EXERCISE: Given the records below, pull every line with the word "async" into the answer.

::: ENTRIES SUPPLIED

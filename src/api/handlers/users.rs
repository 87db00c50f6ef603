//! Handlers for the `User` remote methods.
//!
//! Scope and principal checks run in the route guard before any handler is
//! reached, so handlers only deal with the operation itself.

use axum::{
    extract::{Path, State},
    http::StatusCode,
    Extension, Json,
};
use tracing::{info, instrument};

use crate::api::error::ApiError;
use crate::api::state::ApiState;
use crate::auth::models::{AccessToken, AuthContext, AuthError, User};
use crate::auth::validation::{CreateAccessTokenRequest, LoginRequest, SignupRequest};
use crate::domain::UserId;

#[instrument(skip(state, payload), fields(email = %payload.email))]
pub async fn create_user_handler(
    State(state): State<ApiState>,
    Json(payload): Json<SignupRequest>,
) -> Result<Json<User>, ApiError> {
    let user = state.users.signup(payload).await?;
    Ok(Json(user))
}

#[instrument(skip(state, payload), fields(email = %payload.email))]
pub async fn login_handler(
    State(state): State<ApiState>,
    Json(payload): Json<LoginRequest>,
) -> Result<Json<AccessToken>, ApiError> {
    let token = state.users.login(payload).await?;
    Ok(Json(token))
}

#[instrument(skip(state, context), fields(user_id = ?context.user_id))]
pub async fn logout_handler(
    State(state): State<ApiState>,
    Extension(context): Extension<AuthContext>,
) -> Result<StatusCode, ApiError> {
    let token_id = context.token_id.ok_or(AuthError::NotAuthenticated)?;
    state.users.logout(&token_id).await?;
    info!("access token revoked");
    Ok(StatusCode::NO_CONTENT)
}

#[instrument(skip(state))]
pub async fn find_user_handler(
    State(state): State<ApiState>,
    Path(id): Path<String>,
) -> Result<Json<User>, ApiError> {
    let user = state.users.find_by_id(&UserId::from_string(id)).await?;
    Ok(Json(user))
}

#[instrument(skip(state, payload))]
pub async fn create_access_token_handler(
    State(state): State<ApiState>,
    Path(id): Path<String>,
    payload: Option<Json<CreateAccessTokenRequest>>,
) -> Result<Json<AccessToken>, ApiError> {
    let request = payload.map(|Json(request)| request).unwrap_or_default();
    let token = state.users.create_access_token(&UserId::from_string(id), request).await?;
    Ok(Json(token))
}

/// Probe method: succeeds whenever the route guard admits the caller.
pub async fn scoped_handler() -> StatusCode {
    StatusCode::NO_CONTENT
}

::::::

TASK RESPONSE:
pub async fn create_user_handler(
pub async fn login_handler(
pub async fn logout_handler(
pub async fn find_user_handler(
pub async fn create_access_token_handler(
pub async fn scoped_handler() -> StatusCode {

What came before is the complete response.